Revealing route choice preferences through traffic-aware characterization and evaluation

A data-mining methodological framework to reveal drivers' route choice preferences from vehicle trajectory data through traffic-aware characterization and evaluation.

Citation info:

Wan, Z., & Dodge, S. (2025). Revealing drivers’ route choice preferences through traffic-aware characterization and evaluation. Journal of Location Based Services. (Accepted) http://dx.doi.org/10.1080/17489725.2025.2601133

Abstract

Understanding driver route choice behavior is essential for advancing navigation systems, autonomous driving, and intelligent transportation planning. While existing studies have identified a wide range of potential route choice factors across different regions, spatial and cultural heterogeneity may influence their relevance. To address this, we propose a traffic-aware, data-driven framework for revealing route choice preferences through interpretable modeling and clustering. The framework comprises three core components: (1) constructing a traffic-aware road network with hourly resolution from large-scale trajectory data, (2) identifying region-specific influential route choice factors by contrasting observed routes to randomized alternatives using a random forest model, and (3) clustering routes based on these factors to reveal distinct preference profiles. Applied to a dense vehicle trajectory dataset from Shenzhen, China, the framework uncovers three dominant route choice preferences: systematic time-focused routing, adaptive strategies prioritizing maneuver simplicity and traffic avoidance, and moderately efficient, habitual or routine-based behaviors. We further evaluate whether standard, non-preference-driven route generation algorithms can replicate these preferences and find that they fall short in capturing the full spectrum of driver behavior, particularly for context-sensitive and habitual routing styles. These findings underscore the value of the proposed framework in capturing meaningful behavioral diversity and point toward the need for preference-aware route generation strategies.

Descriptions

Note

Due to the file size limitation of GitHub, the relevant data is not included.
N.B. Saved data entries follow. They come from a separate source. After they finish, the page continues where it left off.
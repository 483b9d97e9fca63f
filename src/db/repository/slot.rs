use chrono::Utc;
use sqlx::SqlitePool;
use uuid::Uuid;

use crate::db::models::{BookingIdentity, Slot};
use crate::error::{AppError, AppResult};

// ============================================================================
// Slot Repository
// ============================================================================

pub struct SlotRepository;

impl SlotRepository {
    pub async fn find_by_id(pool: &SqlitePool, id: &str) -> AppResult<Option<Slot>> {
        let slot = sqlx::query_as::<_, Slot>(
            r#"
            SELECT
                id, date, time, is_booked,
                booked_name, booked_email, booked_user_id,
                time_zone, booked_at, created_at, updated_at
            FROM slots
            WHERE id = ?
            "#,
        )
        .bind(id)
        .fetch_optional(pool)
        .await
        .map_err(AppError::Database)?;

        Ok(slot)
    }

    /// Unbooked slots ordered by (date, time) ascending, optionally limited
    /// to an inclusive `[from, to]` date window.
    pub async fn list_available(
        pool: &SqlitePool,
        window: Option<(&str, &str)>,
    ) -> AppResult<Vec<Slot>> {
        let slots = match window {
            Some((from, to)) => {
                sqlx::query_as::<_, Slot>(
                    r#"
                    SELECT
                        id, date, time, is_booked,
                        booked_name, booked_email, booked_user_id,
                        time_zone, booked_at, created_at, updated_at
                    FROM slots
                    WHERE is_booked = 0 AND date >= ? AND date <= ?
                    ORDER BY date ASC, time ASC
                    "#,
                )
                .bind(from)
                .bind(to)
                .fetch_all(pool)
                .await
            }
            None => {
                sqlx::query_as::<_, Slot>(
                    r#"
                    SELECT
                        id, date, time, is_booked,
                        booked_name, booked_email, booked_user_id,
                        time_zone, booked_at, created_at, updated_at
                    FROM slots
                    WHERE is_booked = 0
                    ORDER BY date ASC, time ASC
                    "#,
                )
                .fetch_all(pool)
                .await
            }
        }
        .map_err(AppError::Database)?;

        Ok(slots)
    }

    /// Sorted distinct dates with at least one free slot in `[from, to]`.
    /// Dates are `YYYY-MM-DD` strings, so lexicographic order is chronological.
    pub async fn distinct_available_dates(
        pool: &SqlitePool,
        from: &str,
        to: &str,
    ) -> AppResult<Vec<String>> {
        let rows = sqlx::query_scalar::<_, String>(
            r#"
            SELECT DISTINCT date
            FROM slots
            WHERE is_booked = 0 AND date >= ? AND date <= ?
            ORDER BY date ASC
            "#,
        )
        .bind(from)
        .bind(to)
        .fetch_all(pool)
        .await
        .map_err(AppError::Database)?;

        Ok(rows)
    }

    /// Reserve a slot with a conditional update: the `is_booked = 0` guard in
    /// the WHERE clause makes two concurrent reservations of the same id
    /// resolve to exactly one winner, without reading first.
    pub async fn reserve(
        pool: &SqlitePool,
        id: &str,
        identity: &BookingIdentity,
        time_zone: &str,
    ) -> AppResult<Slot> {
        let now = Utc::now().naive_utc();
        let (booked_name, booked_email, booked_user_id) = identity.columns();

        let result = sqlx::query(
            r#"
            UPDATE slots
            SET
                is_booked = 1,
                booked_name = ?,
                booked_email = ?,
                booked_user_id = ?,
                time_zone = ?,
                booked_at = ?,
                updated_at = ?
            WHERE id = ? AND is_booked = 0
            "#,
        )
        .bind(booked_name)
        .bind(booked_email)
        .bind(booked_user_id)
        .bind(time_zone)
        .bind(now)
        .bind(now)
        .bind(id)
        .execute(pool)
        .await
        .map_err(AppError::Database)?;

        if result.rows_affected() == 0 {
            // Zero rows: either the slot is gone or someone else won the race.
            return match Self::find_by_id(pool, id).await? {
                Some(_) => Err(AppError::Conflict(
                    "Este horário já foi agendado.".to_string(),
                )),
                None => Err(AppError::NotFound("Slot não encontrado.".to_string())),
            };
        }

        Self::find_by_id(pool, id)
            .await?
            .ok_or_else(|| AppError::NotFound("Slot não encontrado.".to_string()))
    }

    /// Compensation for the booking saga: return a slot to the pool after a
    /// failed remote event creation.
    pub async fn release(pool: &SqlitePool, id: &str) -> AppResult<()> {
        let now = Utc::now().naive_utc();
        sqlx::query(
            r#"
            UPDATE slots
            SET
                is_booked = 0,
                booked_name = NULL,
                booked_email = NULL,
                booked_user_id = NULL,
                time_zone = NULL,
                booked_at = NULL,
                updated_at = ?
            WHERE id = ?
            "#,
        )
        .bind(now)
        .bind(id)
        .execute(pool)
        .await
        .map_err(AppError::Database)?;

        Ok(())
    }

    /// Seeding insert: duplicates on (date, time) are absorbed, never doubled.
    /// Returns whether a new row was created.
    pub async fn upsert_ignore(pool: &SqlitePool, date: &str, time: &str) -> AppResult<bool> {
        let now = Utc::now().naive_utc();
        let result = sqlx::query(
            r#"
            INSERT INTO slots (id, date, time, is_booked, created_at, updated_at)
            VALUES (?, ?, ?, 0, ?, ?)
            ON CONFLICT (date, time) DO NOTHING
            "#,
        )
        .bind(Uuid::new_v4().to_string())
        .bind(date)
        .bind(time)
        .bind(now)
        .bind(now)
        .execute(pool)
        .await
        .map_err(AppError::Database)?;

        Ok(result.rows_affected() > 0)
    }
}
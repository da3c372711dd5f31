use std::cmp::Ordering;
use std::collections::{BTreeSet, HashMap};
use std::sync::Arc;
use std::time::Instant;

use chrono::Utc;
use rand::rngs::StdRng;
use rand::{Rng, SeedableRng};
use tokio::sync::{Mutex, RwLock};

use crate::{
    cache::{AcquireOptions, ArtifactCache, CachePriority},
    db::{dataset, store::CatalogStore},
    error::{AppError, AppResult},
    models::{round_to_tenth, Movie, Recommendation, UserProfile},
    services::training::{Interaction, LatentFactorModel, SgdTrainer, TrainingConfig},
};

/// Cache identifier under which the trained model lives
pub const MODEL_ARTIFACT_ID: &str = "recommender/latent-model";

const DEFAULT_RECOMMENDATION_COUNT: usize = 10;

/// Synthetic users in the bootstrap interaction set
const BOOTSTRAP_USER_COUNT: usize = 100;
const MIN_BOOTSTRAP_RATINGS: usize = 5;
const MAX_BOOTSTRAP_RATINGS: usize = 19;

/// Weighting of the content signal against external popularity
const GENRE_WEIGHT: f64 = 0.7;
const POPULARITY_WEIGHT: f64 = 0.3;
/// Genre score for a user with no genre history at all
const NEUTRAL_GENRE_SCORE: f64 = 3.5;
/// Candidates must beat this predicted rating to be recommended
const RECOMMENDATION_FLOOR: f64 = 3.0;

const COLD_CONFIDENCE: f64 = 0.3;
const PARTIAL_CONFIDENCE: f64 = 0.5;
const BASE_CONFIDENCE: f64 = 0.4;
const CONFIDENCE_PER_RATING: f64 = 0.05;
const FAVORITE_GENRE_BONUS: f64 = 0.2;
const MAX_CONFIDENCE: f64 = 0.9;

/// Configuration for [`RecommendationEngine`]
#[derive(Debug, Clone)]
pub struct EngineConfig {
    /// Rating count at which a user switches from the cold-start path to
    /// personalized scoring
    pub min_ratings_for_personalization: usize,
    pub training: TrainingConfig,
    /// Fixed RNG seed for bootstrap synthesis and training; `None` draws
    /// from entropy
    pub training_seed: Option<u64>,
}

impl Default for EngineConfig {
    fn default() -> Self {
        Self {
            min_ratings_for_personalization: 3,
            training: TrainingConfig::default(),
            training_seed: None,
        }
    }
}

enum EngineState {
    Uninitialized,
    Initializing,
    Ready(Arc<ReadyState>),
}

/// Everything a recommendation request reads, swapped in atomically on
/// successful initialization
struct ReadyState {
    catalog: Vec<Movie>,
    index_by_id: HashMap<u32, usize>,
    model: Arc<LatentFactorModel>,
}

/// Latent-factor recommendation engine with content-based and popularity
/// fallbacks
///
/// Initialization loads the catalog (importing the bundled dataset into an
/// empty store), synthesizes bootstrap interactions, and trains the model
/// through the artifact cache, so the trained model participates in budget
/// accounting and last-resort eviction. Once `Ready`, recommendation
/// requests are independent and read-only.
pub struct RecommendationEngine {
    store: Arc<dyn CatalogStore>,
    cache: ArtifactCache,
    config: EngineConfig,
    init_lock: Mutex<()>,
    state: RwLock<EngineState>,
}

impl RecommendationEngine {
    pub fn new(store: Arc<dyn CatalogStore>, cache: ArtifactCache, config: EngineConfig) -> Self {
        Self {
            store,
            cache,
            config,
            init_lock: Mutex::new(()),
            state: RwLock::new(EngineState::Uninitialized),
        }
    }

    pub async fn is_ready(&self) -> bool {
        matches!(*self.state.read().await, EngineState::Ready(_))
    }

    /// Loads the catalog and trains the model; idempotent
    ///
    /// Concurrent callers collapse into a single initialization: whoever
    /// queues behind the winner observes `Ready` and returns immediately.
    /// On failure the engine reverts to `Uninitialized` so the call can be
    /// retried.
    pub async fn initialize(&self) -> AppResult<()> {
        if self.is_ready().await {
            return Ok(());
        }

        let _guard = self.init_lock.lock().await;
        if self.is_ready().await {
            return Ok(());
        }

        *self.state.write().await = EngineState::Initializing;
        tracing::info!("Initializing recommendation engine");
        let started = Instant::now();

        match self.build_ready_state().await {
            Ok(ready) => {
                tracing::info!(
                    movie_count = ready.catalog.len(),
                    trained_users = ready.model.user_count(),
                    elapsed_ms = started.elapsed().as_millis() as u64,
                    "Recommendation engine ready"
                );
                *self.state.write().await = EngineState::Ready(Arc::new(ready));
                Ok(())
            }
            Err(e) => {
                *self.state.write().await = EngineState::Uninitialized;
                tracing::error!(error = %e, "Engine initialization failed");
                let reason = e.to_string();
                Err(match e {
                    err @ AppError::InitializationFailed { .. } => err,
                    _ => AppError::InitializationFailed { reason },
                })
            }
        }
    }

    async fn build_ready_state(&self) -> AppResult<ReadyState> {
        let catalog = self.load_catalog().await?;
        if catalog.is_empty() {
            return Err(AppError::InitializationFailed {
                reason: "catalog is empty after load".to_string(),
            });
        }

        let model = self.train_model(catalog.len()).await?;
        let index_by_id = catalog
            .iter()
            .enumerate()
            .map(|(index, movie)| (movie.id, index))
            .collect();

        Ok(ReadyState {
            catalog,
            index_by_id,
            model,
        })
    }

    /// Fetches the catalog, importing the bundled dataset into an empty store
    async fn load_catalog(&self) -> AppResult<Vec<Movie>> {
        let count = self.store.count_movies().await?;
        if count == 0 {
            let movies = dataset::parse_catalog(dataset::BUNDLED_DATASET)?;
            tracing::info!(
                movie_count = movies.len(),
                "Store is empty, importing bundled catalog"
            );
            self.store.bulk_insert_movies(movies.clone()).await?;
            Ok(movies)
        } else {
            tracing::debug!(movie_count = count, "Loading catalog from store");
            self.store.fetch_all_movies().await
        }
    }

    /// Trains the model through the cache so it is budget-accounted and
    /// deduplicated across concurrent initializations
    async fn train_model(&self, item_count: usize) -> AppResult<Arc<LatentFactorModel>> {
        let training = self.config.training.clone();
        let seed = self.config.training_seed;

        let payload = self
            .cache
            .acquire(
                MODEL_ARTIFACT_ID,
                move || async move {
                    // Training is CPU-bound and non-interruptible; keep it off
                    // the async workers
                    let model = tokio::task::spawn_blocking(move || {
                        let mut rng = match seed {
                            Some(seed) => StdRng::seed_from_u64(seed),
                            None => StdRng::from_entropy(),
                        };
                        let interactions = synthesize_bootstrap(item_count, &mut rng);
                        SgdTrainer::from_rng(training, rng).train(
                            &interactions,
                            BOOTSTRAP_USER_COUNT,
                            item_count,
                        )
                    })
                    .await?;
                    Ok(Arc::new(model) as Arc<dyn crate::cache::Artifact>)
                },
                AcquireOptions::with_priority(CachePriority::High),
            )
            .await?;

        payload
            .as_any()
            .downcast::<LatentFactorModel>()
            .map_err(|_| AppError::InitializationFailed {
                reason: format!("cached artifact '{MODEL_ARTIFACT_ID}' is not a latent-factor model"),
            })
    }

    async fn ready_state(&self) -> AppResult<Arc<ReadyState>> {
        match &*self.state.read().await {
            EngineState::Ready(ready) => Ok(ready.clone()),
            _ => Err(AppError::ModelUnavailable),
        }
    }

    /// Raw model prediction for a trained user index and a catalog movie,
    /// clamped to the 1-5 rating scale
    pub async fn predict_rating(&self, user_index: usize, movie_id: u32) -> AppResult<f64> {
        let ready = self.ready_state().await?;
        let item_index = *ready
            .index_by_id
            .get(&movie_id)
            .ok_or(AppError::ItemNotFound { movie_id })?;

        let raw = ready
            .model
            .predict(user_index, item_index)
            .ok_or_else(|| AppError::InvalidInput(format!("unknown user index {user_index}")))?;
        Ok(raw.clamp(1.0, 5.0))
    }

    /// Produces a ranked, explained recommendation list for `user_id`
    ///
    /// Users with enough history get personalized content-weighted scores;
    /// everyone else goes through the popularity-ranked cold-start path.
    /// Movies the user has already rated never appear.
    pub async fn generate_recommendations(
        &self,
        user_id: &str,
        count: Option<usize>,
    ) -> AppResult<Vec<Recommendation>> {
        let ready = self.ready_state().await?;
        let count = count.unwrap_or(DEFAULT_RECOMMENDATION_COUNT);

        let history = self.store.ratings_for_user(user_id).await?;
        let profile = UserProfile::from_ratings(&history);
        let personalized = profile.rating_count() >= self.config.min_ratings_for_personalization;

        let recommendations = if personalized {
            self.personalized_recommendations(&ready, &profile, count)
        } else {
            self.cold_start_recommendations(&ready, &profile, count)
        };

        tracing::info!(
            user_id = %user_id,
            rating_count = profile.rating_count(),
            personalized,
            returned = recommendations.len(),
            "Generated recommendations"
        );
        Ok(recommendations)
    }

    /// Content-weighted scoring for users with enough rating history
    fn personalized_recommendations(
        &self,
        ready: &ReadyState,
        profile: &UserProfile,
        count: usize,
    ) -> Vec<Recommendation> {
        let generated_at = Utc::now();
        let mut scored: Vec<(f64, &Movie)> = Vec::new();

        for movie in &ready.catalog {
            if profile.has_rated(movie.id) {
                continue;
            }

            let shared_preferences: Vec<f64> = movie
                .genres
                .iter()
                .filter_map(|genre| profile.genre_preferences.get(genre).copied())
                .collect();
            let genre_score = if shared_preferences.is_empty() {
                profile.mean_rating().unwrap_or(NEUTRAL_GENRE_SCORE)
            } else {
                shared_preferences.iter().sum::<f64>() / shared_preferences.len() as f64
            };

            let predicted = (GENRE_WEIGHT * genre_score
                + POPULARITY_WEIGHT * movie.average_rating / 2.0)
                .clamp(1.0, 5.0);
            if predicted <= RECOMMENDATION_FLOOR {
                continue;
            }

            scored.push((predicted, movie));
        }

        scored.sort_by(|a, b| b.0.partial_cmp(&a.0).unwrap_or(Ordering::Equal));
        scored.truncate(count);

        scored
            .into_iter()
            .map(|(predicted, movie)| {
                let favorite_overlap = movie
                    .genres
                    .iter()
                    .any(|genre| profile.is_favorite_genre(genre));
                let confidence = (BASE_CONFIDENCE
                    + CONFIDENCE_PER_RATING * profile.rating_count() as f64
                    + if favorite_overlap {
                        FAVORITE_GENRE_BONUS
                    } else {
                        0.0
                    })
                .min(MAX_CONFIDENCE);

                Recommendation {
                    movie_id: movie.id,
                    title: movie.title.clone(),
                    predicted_rating: round_to_tenth(predicted),
                    confidence,
                    genres: movie.genres.clone(),
                    explanation: personalized_explanation(movie, profile, predicted),
                    generated_at,
                }
            })
            .collect()
    }

    /// Popularity-ranked fallback for users below the personalization
    /// threshold, including fully cold users
    fn cold_start_recommendations(
        &self,
        ready: &ReadyState,
        profile: &UserProfile,
        count: usize,
    ) -> Vec<Recommendation> {
        let generated_at = Utc::now();
        let preferred = profile.positively_preferred_genres();

        let mut candidates: Vec<&Movie> = ready
            .catalog
            .iter()
            .filter(|movie| !profile.has_rated(movie.id))
            // A fully cold user has no preferences to filter on
            .filter(|movie| {
                profile.rating_count() == 0 || movie.shares_genre(preferred.iter().copied())
            })
            .collect();

        candidates.sort_by(|a, b| {
            b.popularity_score()
                .partial_cmp(&a.popularity_score())
                .unwrap_or(Ordering::Equal)
        });

        let confidence = if profile.rating_count() == 0 {
            COLD_CONFIDENCE
        } else {
            PARTIAL_CONFIDENCE
        };

        candidates
            .into_iter()
            .take(count)
            .map(|movie| Recommendation {
                movie_id: movie.id,
                title: movie.title.clone(),
                predicted_rating: round_to_tenth((movie.average_rating / 2.0).clamp(1.0, 5.0)),
                confidence,
                genres: movie.genres.clone(),
                explanation: popularity_explanation(movie),
                generated_at,
            })
            .collect()
    }

    /// Case-insensitive substring search over catalog titles
    pub async fn search_movies(&self, query: &str) -> AppResult<Vec<Movie>> {
        let ready = self.ready_state().await?;
        let needle = query.to_lowercase();
        Ok(ready
            .catalog
            .iter()
            .filter(|movie| movie.title.to_lowercase().contains(&needle))
            .cloned()
            .collect())
    }

    pub async fn movies_by_genre(&self, genre: &str) -> AppResult<Vec<Movie>> {
        let ready = self.ready_state().await?;
        Ok(ready
            .catalog
            .iter()
            .filter(|movie| movie.genres.iter().any(|g| g.eq_ignore_ascii_case(genre)))
            .cloned()
            .collect())
    }

    /// Distinct genres across the catalog, sorted
    pub async fn genres(&self) -> AppResult<Vec<String>> {
        let ready = self.ready_state().await?;
        let distinct: BTreeSet<&String> =
            ready.catalog.iter().flat_map(|movie| &movie.genres).collect();
        Ok(distinct.into_iter().cloned().collect())
    }

    pub async fn movie_by_id(&self, movie_id: u32) -> AppResult<Movie> {
        let ready = self.ready_state().await?;
        ready
            .index_by_id
            .get(&movie_id)
            .map(|&index| ready.catalog[index].clone())
            .ok_or(AppError::ItemNotFound { movie_id })
    }
}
Please refer to our Figshare project for the complete code with data.

Code

1. Preprocessing
   Run Preprocessing.ipynb in "Preprocessing" to preprocess the raw vehicle trajectory data. Run osrm_tracepoints.py and osrm_pts2edges.py in "Preprocessing/Map_Matching" to map match the trajectory to obtain routes.
2. Traffic-aware road network construction
   A traffic-aware road network with time-varying travel time information is used in this framework. Run Construct_Traffic-aware_Road_Net.py in "Traffic-aware_Road_Net" to construct it by estimating real travel time from vehicle trajectory data.
3. Synthetic route generation
   Run syn_routes_labeling.py, syn_routes_lkpen.py, syn_routes_lkelim.py, syn_routes_sim.py, and syn_routes_kshort.py in "Synthetic_Route_Generation" to generate synthetic routes using the labeling, link penalty, link elimination, simulation, and k-shortest-time paths algorithms, respectively.
4. Route characterization Run charact_routes.py in "Route_Characterization" to characterize the observed and generated routes.
5. Route choice factor identification
   Run Get_Factor_Dataset.ipynb and Random_Forest_Classifier.ipynb in "Significant_Choice_Factors" to identify the region-specific significant route choice factors by contrasting observed routes with randomly generated alternatives to identify and quantify the most influential route choice factors using a flexible and interpretable random forest model.
6. Preference-driven route choice set generation
   In "Preference_Choice_Sets", run Universal_Choice_Sets.ipynb to generate universal choice sets, Train_Pref_Clf.ipynb to train an MLP-based route choice preference classifier, and Pref_Choice_Set_Generation.ipynb to generate preference-aligned route choice sets. Finally, run Examine_Replication.ipynb to examine replication rates.